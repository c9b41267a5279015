//! GPU backend abstraction
//!
//! The rendering core talks to exactly one explicit graphics API through the
//! [`GpuBackend`] trait. Window/swapchain ownership lives on the backend side
//! of the seam; this crate only consumes the surface contract the backend
//! exposes.

pub mod headless;
pub mod staging;
pub mod traits;
pub mod types;

pub use headless::HeadlessGpu;
pub use staging::UniformStaging;
pub use traits::*;
pub use types::*;
impl GpuBackend for HeadlessGpu {
    fn create_buffer(&mut self, desc: &BufferDescriptor) -> GpuResult<BufferHandle> {
        if desc.size == 0 {
            return Err(GpuError::BufferCreationFailed("zero-sized buffer".into()));
        }
        let id = self.alloc_id();
        self.buffers.insert(
            id,
            BufferRecord {
                size: desc.size,
                data: vec![0; desc.size as usize],
            },
        );
        Ok(BufferHandle(id))
    }

    fn create_buffer_init(
        &mut self,
        desc: &BufferDescriptor,
        data: &[u8],
    ) -> GpuResult<BufferHandle> {
        let handle = self.create_buffer(desc)?;
        self.write_buffer(handle, 0, data);
        Ok(handle)
    }

    fn write_buffer(&mut self, buffer: BufferHandle, offset: u64, data: &[u8]) {
        if let Some(record) = self.buffers.get_mut(&buffer.0) {
            let start = offset as usize;
            let end = (start + data.len()).min(record.size as usize);
            if start < end {
                record.data[start..end].copy_from_slice(&data[..end - start]);
            }
        }
    }

    fn destroy_buffer(&mut self, buffer: BufferHandle) {
        self.buffers.remove(&buffer.0);
    }

    fn create_texture(&mut self, desc: &TextureDescriptor) -> GpuResult<TextureHandle> {
        if desc.width == 0 || desc.height == 0 {
            return Err(GpuError::TextureCreationFailed("zero-sized texture".into()));
        }
        let id = self.alloc_id();
        self.textures.insert(id, desc.clone());
        Ok(TextureHandle(id))
    }

    fn create_texture_view(&mut self, texture: TextureHandle) -> GpuResult<TextureViewHandle> {
        if !self.textures.contains_key(&texture.0) {
            return Err(GpuError::TextureCreationFailed("unknown texture".into()));
        }
        let id = self.alloc_id();
        self.texture_views.insert(id, texture);
        Ok(TextureViewHandle(id))
    }

    fn write_texture(&mut self, _texture: TextureHandle, _data: &[u8], _width: u32, _height: u32) {}

    fn destroy_texture(&mut self, texture: TextureHandle) {
        self.textures.remove(&texture.0);
        self.texture_views.retain(|_, t| *t != texture);
    }

    fn create_sampler(&mut self, desc: &SamplerDescriptor) -> GpuResult<SamplerHandle> {
        let id = self.alloc_id();
        self.samplers.insert(id, desc.clone());
        Ok(SamplerHandle(id))
    }

    fn create_binding_set_layout(
        &mut self,
        entries: &[BindingSetLayoutEntry],
    ) -> GpuResult<BindingSetLayoutHandle> {
        let id = self.alloc_id();
        self.layouts.insert(id, entries.to_vec());
        Ok(BindingSetLayoutHandle(id))
    }

    fn destroy_binding_set_layout(&mut self, layout: BindingSetLayoutHandle) {
        self.layouts.remove(&layout.0);
    }

    fn create_binding_set(
        &mut self,
        layout: BindingSetLayoutHandle,
        entries: &[(u32, BindingEntry)],
    ) -> GpuResult<BindingSetHandle> {
        let expected = self
            .layouts
            .get(&layout.0)
            .ok_or_else(|| GpuError::BindingSetCreationFailed("unknown layout".into()))?;
        if expected.len() != entries.len() {
            return Err(GpuError::BindingSetCreationFailed(format!(
                "layout expects {} bindings, got {}",
                expected.len(),
                entries.len()
            )));
        }
        let id = self.alloc_id();
        self.binding_sets.insert(id, entries.to_vec());
        self.binding_sets_created += 1;
        Ok(BindingSetHandle(id))
    }

    fn destroy_binding_set(&mut self, set: BindingSetHandle) {
        self.binding_sets.remove(&set.0);
    }

    fn create_render_pipeline(
        &mut self,
        desc: &RenderPipelineDescriptor,
    ) -> GpuResult<RenderPipelineHandle> {
        let target = self
            .targets
            .get(&desc.render_target.0)
            .ok_or_else(|| GpuError::PipelineCreationFailed("unknown render target".into()))?;
        if desc.vertex_shader.is_empty() {
            return Err(GpuError::PipelineCreationFailed("missing vertex shader".into()));
        }
        let generation = target.generation;
        let id = self.alloc_id();
        self.pipelines.insert(
            id,
            PipelineRecord {
                target: desc.render_target,
                target_generation: generation,
            },
        );
        self.pipelines_created += 1;
        Ok(RenderPipelineHandle(id))
    }

    fn destroy_render_pipeline(&mut self, pipeline: RenderPipelineHandle) {
        self.pipelines.remove(&pipeline.0);
    }

    fn create_offscreen_target(
        &mut self,
        desc: &OffscreenTargetDescriptor,
    ) -> GpuResult<RenderTargetHandle> {
        if desc.width == 0 || desc.height == 0 {
            return Err(GpuError::RenderTargetCreationFailed(
                "zero-sized render target".into(),
            ));
        }
        let color = self.create_texture(&TextureDescriptor {
            label: desc.label.clone(),
            width: desc.width,
            height: desc.height,
            layers: desc.layers,
            mip_levels: 1,
            dimension: if desc.layers == 6 {
                TextureDimension::Cube
            } else {
                TextureDimension::D2
            },
            format: desc.color_format,
            usage: TextureUsage::RENDER_ATTACHMENT | TextureUsage::TEXTURE_BINDING,
        })?;
        let view = self.create_texture_view(color)?;
        let id = self.alloc_id();
        self.targets.insert(
            id,
            TargetRecord {
                width: desc.width,
                height: desc.height,
                layers: desc.layers,
                image_count: 1,
                generation: 0,
                is_surface: false,
                color_view: Some(view),
            },
        );
        Ok(RenderTargetHandle(id))
    }

    fn surface_target(&self) -> Option<RenderTargetHandle> {
        Some(self.surface)
    }

    fn surface_image_count(&self, target: RenderTargetHandle) -> u32 {
        self.targets.get(&target.0).map_or(0, |t| t.image_count)
    }

    fn target_extent(&self, target: RenderTargetHandle) -> (u32, u32) {
        self.targets
            .get(&target.0)
            .map_or((0, 0), |t| (t.width, t.height))
    }

    fn target_generation(&self, target: RenderTargetHandle) -> u64 {
        self.targets.get(&target.0).map_or(0, |t| t.generation)
    }

    fn target_color_view(&self, target: RenderTargetHandle) -> Option<TextureViewHandle> {
        self.targets.get(&target.0).and_then(|t| t.color_view)
    }

    fn recreate_surface(&mut self, width: u32, height: u32) -> GpuResult<()> {
        let record = self
            .targets
            .get_mut(&self.surface.0)
            .ok_or_else(|| GpuError::SurfaceCreationFailed("no surface target".into()))?;
        record.width = width.max(1);
        record.height = height.max(1);
        record.generation += 1;
        self.out_of_date = false;
        self.acquired = None;
        Ok(())
    }

    // The surface target lives as long as the backend
    fn destroy_render_target(&mut self, target: RenderTargetHandle) {
        if self.targets.get(&target.0).is_some_and(|t| !t.is_surface) {
            self.targets.remove(&target.0);
        }
    }

    fn begin_commands(
        &mut self,
        target: RenderTargetHandle,
        surface_index: u32,
        clear: ClearValue,
    ) -> GpuResult<()> {
        if self.recording.is_some() {
            return Err(GpuError::RecordingFailed(
                "previous command list not finished".into(),
            ));
        }
        let record = self
            .targets
            .get(&target.0)
            .ok_or_else(|| GpuError::RecordingFailed("unknown render target".into()))?;
        if surface_index >= record.image_count {
            return Err(GpuError::RecordingFailed(format!(
                "surface index {} out of range ({} images)",
                surface_index, record.image_count
            )));
        }
        self.recording = Some(Recording {
            target,
            surface_index,
            clear,
            commands: Vec::new(),
        });
        Ok(())
    }

    fn set_viewport(&mut self, x: f32, y: f32, width: f32, height: f32, min_depth: f32, max_depth: f32) {
        if let Some(rec) = self.recording.as_mut() {
            rec.commands.push(RenderCommand::SetViewport {
                x,
                y,
                width,
                height,
                min_depth,
                max_depth,
            });
        }
    }

    fn set_scissor(&mut self, x: u32, y: u32, width: u32, height: u32) {
        if let Some(rec) = self.recording.as_mut() {
            rec.commands.push(RenderCommand::SetScissor { x, y, width, height });
        }
    }

    fn bind_pipeline(&mut self, pipeline: RenderPipelineHandle) {
        if let Some(rec) = self.recording.as_mut() {
            rec.commands.push(RenderCommand::BindPipeline(pipeline));
        }
    }

    fn bind_binding_set(&mut self, index: u32, set: BindingSetHandle) {
        if let Some(rec) = self.recording.as_mut() {
            rec.commands.push(RenderCommand::BindBindingSet { index, set });
        }
    }

    fn bind_vertex_buffer(&mut self, slot: u32, buffer: BufferHandle, offset: u64) {
        if let Some(rec) = self.recording.as_mut() {
            rec.commands
                .push(RenderCommand::BindVertexBuffer { slot, buffer, offset });
        }
    }

    fn bind_index_buffer(&mut self, buffer: BufferHandle, offset: u64, format: IndexFormat) {
        if let Some(rec) = self.recording.as_mut() {
            rec.commands
                .push(RenderCommand::BindIndexBuffer { buffer, offset, format });
        }
    }

    fn draw_indexed(&mut self, indices: Range<u32>, base_vertex: i32, instances: Range<u32>) {
        if let Some(rec) = self.recording.as_mut() {
            rec.commands.push(RenderCommand::DrawIndexed {
                indices,
                base_vertex,
                instances,
            });
        }
    }

    fn finish_commands(&mut self) -> GpuResult<CommandListHandle> {
        let rec = self
            .recording
            .take()
            .ok_or_else(|| GpuError::RecordingFailed("no command list in progress".into()))?;
        let id = self.alloc_id();
        self.command_lists.insert(
            id,
            RecordedList {
                target: rec.target,
                surface_index: rec.surface_index,
                clear: rec.clear,
                commands: rec.commands,
            },
        );
        Ok(CommandListHandle(id))
    }

    fn destroy_command_list(&mut self, list: CommandListHandle) {
        self.command_lists.remove(&list.0);
    }

    fn acquire_image(&mut self) -> GpuResult<u32> {
        if self.out_of_date {
            return Err(GpuError::SurfaceOutOfDate);
        }
        let count = self.surface_image_count(self.surface);
        let image = self.next_image % count;
        self.next_image = (self.next_image + 1) % count;
        self.acquired = Some(image);
        Ok(image)
    }

    fn submit(&mut self, lists: &[CommandListHandle]) -> GpuResult<()> {
        for list in lists {
            // Submitting a list recorded against a stale surface generation is
            // a programming error in the resize-recovery flow
            let record = self
                .command_lists
                .get(&list.0)
                .ok_or_else(|| GpuError::RecordingFailed("unknown command list".into()))?;
            for command in &record.commands {
                if let RenderCommand::BindPipeline(p) = command {
                    let pipeline = self.pipelines.get(&p.0).ok_or_else(|| {
                        GpuError::RecordingFailed("command list references destroyed pipeline".into())
                    })?;
                    if pipeline.target != record.target {
                        return Err(GpuError::RecordingFailed(
                            "pipeline compiled for a different render target".into(),
                        ));
                    }
                    let current = self.target_generation(pipeline.target);
                    if pipeline.target_generation != current {
                        return Err(GpuError::RecordingFailed(
                            "pipeline compiled against stale surface generation".into(),
                        ));
                    }
                }
            }
        }
        self.submitted.extend_from_slice(lists);
        Ok(())
    }

    fn present(&mut self) -> GpuResult<()> {
        if self.out_of_date {
            return Err(GpuError::SurfaceOutOfDate);
        }
        if self.acquired.take().is_none() {
            return Err(GpuError::PresentFailed("no acquired image".into()));
        }
        self.frames_presented += 1;
        Ok(())
    }

    fn wait_idle(&mut self) {
        self.idle_waits += 1;
    }
}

- Your objective -
Set down verbatim only the lines between the start of the data above and the line with "u64, data: &[u8])", both boundaries included.

- Output below -
repository c9b41267a5279015
//! GPU backend abstraction
//!
//! The rendering core talks to exactly one explicit graphics API through the
//! [`GpuBackend`] trait. Window/swapchain ownership lives on the backend side
//! of the seam; this crate only consumes the surface contract the backend
//! exposes.

pub mod headless;
pub mod staging;
pub mod traits;
pub mod types;

pub use headless::HeadlessGpu;
pub use staging::UniformStaging;
pub use traits::*;
pub use types::*;
impl GpuBackend for HeadlessGpu {
    fn create_buffer(&mut self, desc: &BufferDescriptor) -> GpuResult<BufferHandle> {
        if desc.size == 0 {
            return Err(GpuError::BufferCreationFailed("zero-sized buffer".into()));
        }
        let id = self.alloc_id();
        self.buffers.insert(
            id,
            BufferRecord {
                size: desc.size,
                data: vec![0; desc.size as usize],
            },
        );
        Ok(BufferHandle(id))
    }

    fn create_buffer_init(
        &mut self,
        desc: &BufferDescriptor,
        data: &[u8],
    ) -> GpuResult<BufferHandle> {
        let handle = self.create_buffer(desc)?;
        self.write_buffer(handle, 0, data);
        Ok(handle)
    }

    fn write_buffer(&mut self, buffer: BufferHandle, offset: u64, data: &[u8]) {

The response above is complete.